4. Their hopelessness with girls.
5. Their constant consumption of trendy bullshit.  Right now they all dress like fake frat dudes.
6. Once Kanye started rapping they all got on board and started listening to it.
7. Hang out with the cockteasing preppy gals thinking they'll get lucky.  (See #4)
8. Uselessness despite being called a tool.
9. They outgrow their cuteness.


You should be honored to be in my blog, J-daddy..

Questions Only.
People, I love talking about myself.  But I hate people who constantly question how/why/where I learned to do ANYTHING.

"How do you come up with blog material?"
"How do you think of jokes?"
"Where did you learn to act?"
"How do you profile people so well?"
"Where did you learn to eat pussy?"
"Why are you stomping on my puppy?"

I get it.  I'm fuckin' intriguing.  You wanna know how half of the shit I do starts?  By thinking.  Something none of the Questions Only populace do.  Stop asking so many god damn questions and start thinking for once, Christ.

But I suppose I have to thank you people for giving me something to write about.

Herpes.
The next group of people are called herpes because they don't go away.  They try to relate to you because they are so damn in love with your balls.  This person is insignificant, they lead a perfect life and nothing bad happens to them for them to make jokes about.  So they cling to you to laugh.
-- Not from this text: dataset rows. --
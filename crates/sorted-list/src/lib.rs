//! sorted-list - an always-sorted, homogeneous sequence of integers or text.
//!
//! A [`SortedList`] keeps its values in ascending order on every insertion.
//! All values share one [`ElementKind`], fixed at construction or inferred
//! from the first value and never changed afterwards.
//!
//! ```
//! use sorted_list::SortedList;
//!
//! let mut list = SortedList::new();
//! list.add_all([5, 1, 3, 3]).unwrap();
//! assert_eq!(list.to_string(), "[1, 3, 3, 5]");
//! assert!(list.contains(3));
//! assert!(list.add("oops").is_err());
//! ```

mod error;
mod export;
mod iter;
mod node;
mod sorted_list;
mod util;
mod value;

pub use error::{Result, SortedListError};
pub use iter::Iter;
pub use node::Node;
pub use sorted_list::SortedList;
pub use value::{compare, ElementKind, Value, ValueRef};
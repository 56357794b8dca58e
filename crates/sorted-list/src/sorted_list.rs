use std::cmp::Ordering;
use std::fmt;

use log::{debug, trace};

use crate::error::{Result, SortedListError};
use crate::iter::Iter;
use crate::node::{Arena, Node};
use crate::util::assert_sorted_list;
use crate::value::{compare, ElementKind, Value, ValueRef};

/// Always-sorted, homogeneous sequence of integers or text strings.
///
/// Nodes live in a per-list arena and link forward by slot index. `head` and
/// `tail` are indices into that arena; `tail` is only a shortcut for O(1)
/// `last()` and is re-derived whenever the last node changes.
///
/// The element kind is locked on construction or on the first insertion and
/// survives `clear()`.
#[derive(Clone)]
pub struct SortedList {
    head: Option<u32>,
    tail: Option<u32>,
    count: usize,
    kind: Option<ElementKind>,
    arena: Arena,
}

impl SortedList {
    /// Empty list whose kind is inferred from the first inserted value.
    pub fn new() -> Self {
        Self {
            head: None,
            tail: None,
            count: 0,
            kind: None,
            arena: Arena::default(),
        }
    }

    pub fn with_kind(kind: ElementKind) -> Self {
        Self {
            kind: Some(kind),
            ..Self::new()
        }
    }

    /// Parses `tag` as an [`ElementKind`] and fixes it, failing with
    /// [`SortedListError::InvalidKind`] for unknown tags.
    pub fn with_kind_tag(tag: &str) -> Result<Self> {
        Ok(Self::with_kind(tag.parse()?))
    }

    /// Pre-sizes node storage for `capacity` elements.
    pub fn with_capacity(kind: Option<ElementKind>, capacity: usize) -> Self {
        Self {
            kind,
            arena: Arena::with_capacity(capacity),
            ..Self::new()
        }
    }

    pub fn of_int() -> Self {
        Self::with_kind(ElementKind::Integer)
    }

    pub fn of_string() -> Self {
        Self::with_kind(ElementKind::Text)
    }

    /// Builds a list by replaying `values` through [`add`](Self::add).
    ///
    /// Stops at the first value whose kind disagrees with `kind` (or with the
    /// kind inferred from the first value).
    pub fn from_values<I, V>(values: I, kind: Option<ElementKind>) -> Result<Self>
    where
        I: IntoIterator<Item = V>,
        V: Into<Value>,
    {
        let mut list = match kind {
            Some(kind) => Self::with_kind(kind),
            None => Self::new(),
        };
        list.add_all(values)?;
        Ok(list)
    }

    pub fn kind(&self) -> Option<ElementKind> {
        self.kind
    }

    fn lock_kind(&mut self, found: ElementKind) -> Result<()> {
        match self.kind {
            None => {
                trace!("sorted list kind inferred as {found}");
                self.kind = Some(found);
                Ok(())
            }
            Some(expected) if expected == found => Ok(()),
            Some(expected) => {
                debug!("rejected {found} value for {expected} sorted list");
                Err(SortedListError::TypeMismatch { expected, found })
            }
        }
    }

    /// Orders the value stored at `idx` against `value`.
    ///
    /// A kind mismatch orders as `Greater`, which ends every scan with "no
    /// match".
    #[inline]
    fn cmp_at(&self, idx: u32, value: ValueRef<'_>) -> Ordering {
        compare(self.arena.value(idx).as_value_ref(), value).unwrap_or(Ordering::Greater)
    }

    fn is_queryable(&self, value: ValueRef<'_>) -> bool {
        self.kind == Some(value.kind())
    }

    /// Inserts `value` at its sorted position.
    ///
    /// A value equal to existing ones is placed before them.
    pub fn add(&mut self, value: impl Into<Value>) -> Result<()> {
        let value = value.into();
        self.lock_kind(value.kind())?;

        let Some(head) = self.head else {
            let idx = self.arena.alloc(Node::new(value, None));
            self.head = Some(idx);
            self.tail = Some(idx);
            self.count = 1;
            trace!("insert {idx} as sole node");
            return Ok(());
        };

        if self.cmp_at(head, value.as_value_ref()) != Ordering::Less {
            let idx = self.arena.alloc(Node::new(value, Some(head)));
            self.head = Some(idx);
            self.count += 1;
            trace!("insert {idx} at head");
            return Ok(());
        }

        let mut curr = head;
        while let Some(next) = self.arena.next(curr) {
            if self.cmp_at(next, value.as_value_ref()) != Ordering::Less {
                break;
            }
            curr = next;
        }

        let after = self.arena.next(curr);
        let idx = self.arena.alloc(Node::new(value, after));
        self.arena.get_mut(curr).next = Some(idx);
        if after.is_none() {
            self.tail = Some(idx);
        }
        self.count += 1;
        trace!("insert {idx} after {curr}");
        Ok(())
    }

    /// Adds every value in order and returns how many were inserted.
    ///
    /// Not atomic: on a kind mismatch, values accepted before the offending
    /// one stay in the list.
    pub fn add_all<I, V>(&mut self, values: I) -> Result<usize>
    where
        I: IntoIterator<Item = V>,
        V: Into<Value>,
    {
        let mut added = 0;
        for value in values {
            self.add(value)?;
            added += 1;
        }
        Ok(added)
    }

    fn unlink_head(&mut self, head: u32) -> Node {
        let node = self.arena.release(head);
        self.head = node.next;
        if self.head.is_none() {
            self.tail = None;
        }
        self.count -= 1;
        node
    }

    fn unlink_after(&mut self, prev: u32, idx: u32) -> Node {
        let node = self.arena.release(idx);
        self.arena.get_mut(prev).next = node.next;
        if node.next.is_none() {
            self.tail = Some(prev);
        }
        self.count -= 1;
        node
    }

    /// Removes the leftmost occurrence of `value`.
    ///
    /// Never type-checks: a value of the other kind simply is not found.
    pub fn remove<'a>(&mut self, value: impl Into<ValueRef<'a>>) -> bool {
        let value = value.into();
        if !self.is_queryable(value) {
            return false;
        }
        let Some(head) = self.head else {
            return false;
        };

        if self.cmp_at(head, value) == Ordering::Equal {
            self.unlink_head(head);
            trace!("removed head {head}");
            return true;
        }

        let mut curr = head;
        while let Some(next) = self.arena.next(curr) {
            match self.cmp_at(next, value) {
                Ordering::Greater => return false,
                Ordering::Equal => {
                    self.unlink_after(curr, next);
                    trace!("removed {next} after {curr}");
                    return true;
                }
                Ordering::Less => curr = next,
            }
        }
        false
    }

    /// Removes every occurrence of `value` and returns how many were removed.
    pub fn remove_all<'a>(&mut self, value: impl Into<ValueRef<'a>>) -> usize {
        let value = value.into();
        if !self.is_queryable(value) {
            return 0;
        }

        let mut removed = 0;
        while let Some(head) = self.head {
            if self.cmp_at(head, value) != Ordering::Equal {
                break;
            }
            self.unlink_head(head);
            removed += 1;
        }

        let Some(mut curr) = self.head else {
            self.tail = None;
            trace!("removed {removed} nodes, list drained");
            return removed;
        };

        while let Some(next) = self.arena.next(curr) {
            match self.cmp_at(next, value) {
                Ordering::Equal => {
                    self.unlink_after(curr, next);
                    removed += 1;
                }
                Ordering::Greater => break,
                Ordering::Less => curr = next,
            }
        }
        trace!("removed {removed} nodes");
        removed
    }

    pub fn contains<'a>(&self, value: impl Into<ValueRef<'a>>) -> bool {
        let value = value.into();
        if !self.is_queryable(value) {
            return false;
        }
        let mut curr = self.head;
        while let Some(idx) = curr {
            match self.cmp_at(idx, value) {
                Ordering::Equal => return true,
                Ordering::Greater => return false,
                Ordering::Less => curr = self.arena.next(idx),
            }
        }
        false
    }

    pub fn first(&self) -> Option<&Value> {
        self.head.map(|idx| self.arena.value(idx))
    }

    pub fn last(&self) -> Option<&Value> {
        self.tail.map(|idx| self.arena.value(idx))
    }

    pub fn min(&self) -> Option<&Value> {
        self.first()
    }

    pub fn max(&self) -> Option<&Value> {
        self.last()
    }

    /// Snapshot of all values, smallest first.
    pub fn to_array(&self) -> Vec<Value> {
        self.iter().cloned().collect()
    }

    pub fn to_vec(&self) -> Vec<Value> {
        self.to_array()
    }

    pub fn iter(&self) -> Iter<'_> {
        Iter::new(&self.arena, self.head, self.count)
    }

    pub fn is_empty(&self) -> bool {
        self.count == 0
    }

    pub fn size(&self) -> usize {
        self.count
    }

    pub fn count(&self) -> usize {
        self.count
    }

    pub fn len(&self) -> usize {
        self.count
    }

    /// Drops every node. The element kind stays locked.
    pub fn clear(&mut self) {
        self.arena.clear();
        self.head = None;
        self.tail = None;
        self.count = 0;
        trace!("cleared sorted list");
    }

    /// Same kind, same length and pairwise equal values.
    pub fn equals(&self, other: &SortedList) -> bool {
        if std::ptr::eq(self, other) {
            return true;
        }
        if self.count != other.count || self.kind != other.kind {
            return false;
        }
        let mut a = self.head;
        let mut b = other.head;
        while let (Some(i), Some(j)) = (a, b) {
            if self.arena.value(i) != other.arena.value(j) {
                return false;
            }
            a = self.arena.next(i);
            b = other.arena.next(j);
        }
        a.is_none() && b.is_none()
    }

    /// Checks every structural invariant: chain length, tail link, ordering,
    /// kind uniformity and arena accounting.
    pub fn assert_valid(&self) -> std::result::Result<(), String> {
        assert_sorted_list(&self.arena, self.head, self.tail, self.count, self.kind)
    }
}

#[allow(non_snake_case)]
impl SortedList {
    pub fn ofInt() -> Self {
        Self::of_int()
    }

    pub fn ofString() -> Self {
        Self::of_string()
    }

    pub fn fromValues<I, V>(values: I, kind: Option<ElementKind>) -> Result<Self>
    where
        I: IntoIterator<Item = V>,
        V: Into<Value>,
    {
        Self::from_values(values, kind)
    }

    pub fn addAll<I, V>(&mut self, values: I) -> Result<usize>
    where
        I: IntoIterator<Item = V>,
        V: Into<Value>,
    {
        self.add_all(values)
    }

    pub fn removeAll<'a>(&mut self, value: impl Into<ValueRef<'a>>) -> usize {
        self.remove_all(value)
    }

    pub fn toArray(&self) -> Vec<Value> {
        self.to_array()
    }

    pub fn isEmpty(&self) -> bool {
        self.is_empty()
    }
}

impl Default for SortedList {
    fn default() -> Self {
        Self::new()
    }
}

impl PartialEq for SortedList {
    fn eq(&self, other: &Self) -> bool {
        self.equals(other)
    }
}

impl Eq for SortedList {}

impl<'a> IntoIterator for &'a SortedList {
    type Item = &'a Value;
    type IntoIter = Iter<'a>;

    fn into_iter(self) -> Self::IntoIter {
        self.iter()
    }
}

impl fmt::Debug for SortedList {
    fn fmt(&self, f: &mut fmt::Formatter<'_>) -> fmt::Result {
        struct Values<'a>(&'a SortedList);

        impl fmt::Debug for Values<'_> {
            fn fmt(&self, f: &mut fmt::Formatter<'_>) -> fmt::Result {
                f.debug_list().entries(self.0.iter()).finish()
            }
        }

        f.debug_struct("SortedList")
            .field("kind", &self.kind)
            .field("values", &Values(self))
            .finish()
    }
}

impl fmt::Display for SortedList {
    fn fmt(&self, f: &mut fmt::Formatter<'_>) -> fmt::Result {
        f.write_str("[")?;
        for (i, value) in self.iter().enumerate() {
            if i > 0 {
                f.write_str(", ")?;
            }
            write!(f, "{value}")?;
        }
        f.write_str("]")
    }
}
Do I look like a fuckin' clown?

If I had a gun, that'd be the line I say before I murder these people.  They stick around despite your ignorance to them and they even posture up beside you when more people come to speak to you.  They try to act like they know you well enough to answer questions for you.

Listen.  When I get married, my wife's soul purpose in life will be to speak for me because my mouth will be full.  Why?  Because she'll be feeding me perfectly grilled steak from her vagina.  If you don't have steak in your vagina, don't speak for me.

What irks me even more about all of the people listed above is their constant need to use big words around me.  I don't have a big vocabulary and even if I did, I try to communicate in a way that everyone can understand.  Not because I care, but because I want everyone to be insulted the moment I open my mouth.

So do me and all the other awesome people in the world a favor:

Get off our balls.

I'd say vagina too, but there aren't any awesome women...  Unless they have a steak in their vagina.